Seven years after. Or later—electronic music is reinvented, rediscovered, remixed. Blackbox brainchild. Sublunar bass, acidic overtones, snaps, cracks and pops, disguised d 'n' b rhythms, obfuscated, sent through spatial backdrops, watery graves, Sun Ra planetary synthesizers. Plumbing wells: the earth's crust is peeled back as drifting drones harness tropical winds, sea currents of change, rigging expediant experiments, and flying them as far as can be ascertained. Characteristic one: bubbling. Piano ruptures, reality-bubbles. Squirks of analogue MIDI burping. Lowdown, slowdown—horizontal eruption, and cudgel beats: excoriation of all vestiges of contemporary references, even today. Smeared tones paint a sonic horizon, and right at the horizon, ambient is set to cartwheels, broken beats to thunder, roared at the breast, love to warmth, keyed as analogue disarrary, disrupted... Tilting at windmills actually sent a few over.
Originally—again—a soundtrack for the film Glam with Tony Danza (or "so it goes"...). Never released. Glam was released on 1996 on vinyl, on their own imprint (sonig). Mouse on Mars is Jan St. Werner and Andi Toma, from Germany.
Josh Clifton had it on when he wrote, in 1998:
"Mouse On Mars remains unique among the electronic community by deviating from the same overused breakbeats and bass patterns found in today's techno. By running all of their equipment through a Moog module, the group creates beats that sound more like the squeak of a mouse, the soundtrack to Tron or the beeps and pops heard in Pac-Man arcade music than in a drum machine. You could say that the group's sound heavily reflects its moniker. On "Mood Leck Backlash," the band adds a subtle slide guitar into a mix of AM radio fuzz and intermittent analog beats to create a sound that hints at Tortoise or Oval." (www.nudeasthenews.com/reviews/510)
The mistake, it might be added, is in the word "techno." Today we can distinguish between the mainstream electronica that was charting at the time and the rhythmatics engineered specifically for the dancing body and the floor.
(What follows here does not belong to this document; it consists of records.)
//! File-write terminal: newline-delimited text, one element per line.

use super::buffers::{output_buffer_size, PIPE_BUFFER};
use super::compression::Compression;
use crate::error::{Result, SeqError};
use crate::sequence::Sequence;
use crate::text::{contains_line_break, ToLine};
use std::fs::{File, OpenOptions};
use std::io::{self, BufWriter, Write};
use std::path::Path;
use std::process::Stdio;

/// How [`write_lines`] opens its target.
#[derive(Debug, Clone, Copy, PartialEq, Eq)]
pub enum WriteMode {
    /// The target must not exist yet.
    Create,
    /// The target must already exist; lines are appended.
    Append,
}

/// Drain `seq` into `out`, one line per element. Returns the number of lines.
///
/// Stops at the first element whose text contains a line break. On any error
/// the sequence is closed before returning.
pub fn write_to<T, W>(seq: &mut Sequence<T>, out: &mut W) -> Result<usize>
where
    T: ToLine + Send + 'static,
    W: Write,
{
    let result = write_each(seq, out);
    if result.is_err() {
        seq.close();
    }
    result
}

fn write_each<T, W>(seq: &mut Sequence<T>, out: &mut W) -> Result<usize>
where
    T: ToLine + Send + 'static,
    W: Write,
{
    let mut written = 0;
    while let Some(item) = seq.next() {
        let line = item.to_line();
        if contains_line_break(&line) {
            return Err(SeqError::EmbeddedNewline { index: written });
        }
        out.write_all(line.as_bytes())?;
        out.write_all(b"\n")?;
        written += 1;
    }
    Ok(written)
}

fn open_for_write(path: &Path, mode: WriteMode) -> Result<File> {
    let mut options = OpenOptions::new();
    match mode {
        WriteMode::Create => options.write(true).create_new(true),
        WriteMode::Append => options.append(true),
    };
    options.open(path).map_err(|e| match e.kind() {
        io::ErrorKind::AlreadyExists => SeqError::AlreadyExists(path.to_path_buf()),
        io::ErrorKind::NotFound => SeqError::NotFound(path.to_path_buf()),
        _ => SeqError::Io(e),
    })
}

/// Write every element of `seq` to `path`, one per line.
///
/// With a codec other than [`Compression::None`], lines are streamed through
/// the codec's command-line tool into the file; appending to a compressed
/// file adds a new compressed member, which both `gzip` and `bzip2` read back
/// as one stream.
///
/// # Example
///
/// ```rust,no_run
/// use pullseq::io::{write_lines, Compression, WriteMode};
/// use pullseq::Sequence;
///
/// let n = write_lines(Sequence::from_iter(1..=3), "out.txt", WriteMode::Create, Compression::None)
///     .unwrap();
/// assert_eq!(n, 3);
/// ```
pub fn write_lines<T, P>(
    mut seq: Sequence<T>,
    path: P,
    mode: WriteMode,
    compression: Compression,
) -> Result<usize>
where
    T: ToLine + Send + 'static,
    P: AsRef<Path>,
{
    let path = path.as_ref();
    let file = match open_for_write(path, mode) {
        Ok(file) => file,
        Err(e) => {
            seq.close();
            return Err(e);
        }
    };

    let Some(mut command) = compression.compress_command() else {
        let mut out = BufWriter::with_capacity(output_buffer_size(), file);
        let written = write_to(&mut seq, &mut out)?;
        out.flush()?;
        return Ok(written);
    };

    let label = compression.program().unwrap_or_default().to_string();
    let mut child = command
        .stdin(Stdio::piped())
        .stdout(Stdio::from(file))
        .stderr(Stdio::inherit())
        .spawn()
        .map_err(|source| SeqError::Spawn {
            command: label.clone(),
            source,
        })?;
    let stdin = child
        .stdin
        .take()
        .ok_or_else(|| io::Error::other("codec stdin was not captured"))?;

    let mut out = BufWriter::with_capacity(PIPE_BUFFER, stdin);
    let written = write_to(&mut seq, &mut out).and_then(|n| {
        out.flush()?;
        Ok(n)
    });
    drop(out);

    let status = child.wait()?;
    let written = written?;
    if !status.success() {
        return Err(SeqError::ProcessFailed {
            command: label,
            status,
        });
    }
    Ok(written)
}

impl<T: ToLine + Send + 'static> Sequence<T> {
    /// Terminal form of [`write_lines`].
    pub fn write_to_file<P: AsRef<Path>>(
        self,
        path: P,
        mode: WriteMode,
        compression: Compression,
    ) -> Result<usize> {
        write_lines(self, path, mode, compression)
    }
}

#[cfg(test)]
mod tests {
    use super::*;
    use crate::io::read_lines;
    use std::fs;

    #[test]
    fn test_write_to_buffer() {
        let mut out = Vec::new();
        let mut seq = Sequence::from_vec(vec!["a", "b"]);
        let n = write_to(&mut seq, &mut out).unwrap();
        assert_eq!(n, 2);
        assert_eq!(out, b"a\nb\n");
    }

    #[test]
    fn test_embedded_newline_rejected() {
        let mut out = Vec::new();
        let mut seq = Sequence::from_vec(vec!["ok", "bad\nline", "never"]);
        let err = write_to(&mut seq, &mut out).unwrap_err();
        assert!(matches!(err, SeqError::EmbeddedNewline { index: 1 }));
        assert!(seq.is_closed());
        assert_eq!(out, b"ok\n");
    }

    #[test]
    fn test_create_then_append() {
        let dir = tempfile::tempdir().unwrap();
        let path = dir.path().join("numbers.txt");

        let n = Sequence::from_iter(1..=3)
            .write_to_file(&path, WriteMode::Create, Compression::None)
            .unwrap();
        assert_eq!(n, 3);

        Sequence::from_vec(vec![4])
            .write_to_file(&path, WriteMode::Append, Compression::None)
            .unwrap();

        assert_eq!(fs::read_to_string(&path).unwrap(), "1\n2\n3\n4\n");
    }

    #[test]
    fn test_create_requires_missing_target() {
        let file = tempfile::NamedTempFile::new().unwrap();
        let err = write_lines(
            Sequence::from_vec(vec!["x"]),
            file.path(),
            WriteMode::Create,
            Compression::None,
        )
        .unwrap_err();
        assert!(matches!(err, SeqError::AlreadyExists(_)));
    }

    #[test]
    fn test_append_requires_existing_target() {
        let dir = tempfile::tempdir().unwrap();
        let err = write_lines(
            Sequence::from_vec(vec!["x"]),
            dir.path().join("missing.txt"),
            WriteMode::Append,
            Compression::None,
        )
        .unwrap_err();
        assert!(matches!(err, SeqError::NotFound(_)));
    }

    #[test]
    fn test_gzip_round_trip() {
        let dir = tempfile::tempdir().unwrap();
        let path = dir.path().join("lines.txt.gz");

        write_lines(
            Sequence::from_vec(vec!["alpha", "beta"]),
            &path,
            WriteMode::Create,
            Compression::Gzip,
        )
        .unwrap();
        write_lines(
            Sequence::from_vec(vec!["gamma"]),
            &path,
            WriteMode::Append,
            Compression::Gzip,
        )
        .unwrap();

        let lines = read_lines(&path).unwrap().to_list();
        assert_eq!(lines, vec!["alpha", "beta", "gamma"]);
    }
}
The two are of different beasts, and to compare one over the other would be like claiming Jazz or Blues as the superior form. And MoM is neither—but somewhere of the in-between, lightly drifting on symphonic guitar string treatment on the memorable "litamin," navigating musical curves, not genres, feeling out sound with a touch, and a spaced out psychedelia, a laidback appreciation for the virtuality of the instrument, and the hum of sound, the oddity of electronics, not their binary clinicity.What remains to be emphasized is the deviation found in MoM, the perversion or odd path, unbeaten and, for the most part, still not taken—a vision of a future-electronic that has little to do with form and function, and more to do with an aural concept, a rigorous beauty, and a quick-shifting slide through the towers of post-technotronics still to be tread. Like aged cheese, ancient mead, or dregged wine.
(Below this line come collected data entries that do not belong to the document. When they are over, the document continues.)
//! Fixed-size windows and batches.
//!
//! - Overlapping windows slide by one element.
//! - Non-overlapping windows (and [`Sequence::partition`]) step by the window
//!   size.
//!
//! The lenient variants emit trailing windows shorter than the requested size;
//! the `_with_strict_length` variants drop them. That completeness check on
//! the trailing windows is the only difference between the two.

use crate::sequence::{Sequence, Source};
use std::collections::VecDeque;

/// Sliding window, step 1.
///
/// After the source is exhausted the window keeps evicting its oldest element
/// and emits each shrinking tail until empty (lenient) or stops at the first
/// short window (strict).
struct OverlappingWindow<T> {
    upstream: Sequence<T>,
    size: usize,
    window: VecDeque<T>,
    strict: bool,
    exhausted: bool,
    emitted: bool,
}

impl<T> Source<Vec<T>> for OverlappingWindow<T>
where
    T: Clone + Send + 'static,
{
    fn pull(&mut self) -> Option<Vec<T>> {
        if self.emitted {
            self.window.pop_front();
        }
        while !self.exhausted && self.window.len() < self.size {
            match self.upstream.next() {
                Some(item) => self.window.push_back(item),
                None => self.exhausted = true,
            }
        }
        if self.window.is_empty() || (self.strict && self.window.len() < self.size) {
            self.window.clear();
            return None;
        }
        self.emitted = true;
        Some(self.window.iter().cloned().collect())
    }

    fn close(&mut self) {
        self.window.clear();
        self.upstream.close();
    }
}

/// Disjoint blocks of up to `size` elements.
struct Chunks<T> {
    upstream: Sequence<T>,
    size: usize,
    strict: bool,
}

impl<T: Send + 'static> Source<Vec<T>> for Chunks<T> {
    fn pull(&mut self) -> Option<Vec<T>> {
        let mut block = Vec::with_capacity(self.size);
        while block.len() < self.size {
            match self.upstream.next() {
                Some(item) => block.push(item),
                None => break,
            }
        }
        if block.is_empty() || (self.strict && block.len() < self.size) {
            return None;
        }
        Some(block)
    }

    fn close(&mut self) {
        self.upstream.close();
    }
}

fn assert_window_size(size: usize) {
    assert!(size > 0, "window size must be greater than zero");
}

impl<T: Clone + Send + 'static> Sequence<T> {
    /// Windows of `size` elements sliding by one, followed by the shrinking
    /// tail windows.
    ///
    /// # Panics
    ///
    /// Panics if `size` is 0.
    ///
    /// # Example
    ///
    /// ```
    /// use pullseq::Sequence;
    ///
    /// let windows = Sequence::from_iter(1..=4).overlapping_window(3).to_list();
    /// assert_eq!(windows, vec![vec![1, 2, 3], vec![2, 3, 4], vec![3, 4], vec![4]]);
    /// ```
    pub fn overlapping_window(self, size: usize) -> Sequence<Vec<T>> {
        self.overlapping(size, false)
    }

    /// Windows of exactly `size` elements sliding by one.
    ///
    /// # Panics
    ///
    /// Panics if `size` is 0.
    pub fn overlapping_window_with_strict_length(self, size: usize) -> Sequence<Vec<T>> {
        self.overlapping(size, true)
    }

    fn overlapping(self, size: usize, strict: bool) -> Sequence<Vec<T>> {
        assert_window_size(size);
        Sequence::from_source(OverlappingWindow {
            upstream: self,
            size,
            window: VecDeque::with_capacity(size),
            strict,
            exhausted: false,
            emitted: false,
        })
    }
}

impl<T: Send + 'static> Sequence<T> {
    /// Disjoint windows of `size` elements; the last one may be shorter.
    ///
    /// # Panics
    ///
    /// Panics if `size` is 0.
    pub fn non_overlapping_window(self, size: usize) -> Sequence<Vec<T>> {
        self.chunks(size, false)
    }

    /// Disjoint windows of exactly `size` elements; a short trailing window is
    /// dropped.
    ///
    /// # Panics
    ///
    /// Panics if `size` is 0.
    pub fn non_overlapping_window_with_strict_length(self, size: usize) -> Sequence<Vec<T>> {
        self.chunks(size, true)
    }

    /// Batches of `size` elements, always including the final partial batch.
    ///
    /// # Panics
    ///
    /// Panics if `size` is 0.
    pub fn partition(self, size: usize) -> Sequence<Vec<T>> {
        self.chunks(size, false)
    }

    fn chunks(self, size: usize, strict: bool) -> Sequence<Vec<T>> {
        assert_window_size(size);
        Sequence::from_source(Chunks {
            upstream: self,
            size,
            strict,
        })
    }
}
Clifton's resulting prediction—that MoM is approaching Oval—would serve to be untrue, for neither MoM nor Oval remained the same. Oval became more abstract, noisy, and less organic as the digital pervaded his increasingly abstract compositions and conceptual apparatuses for constructing sound. MoM took a handful of directions but primarily retained its warmth, organic composition, and experiental expositions. Tortoise remains the primary comparison and beacon of similitude (but with such difference!). Glam deserves such recognition as Tortoise's Millions Now Living Will Never Die. Both chart a meeting of sorts, an encounter and a juncture that today we are only re-approaching in all its energy, its vivacity, its verve.
You can hear a Mouse on Mars record from a million miles away.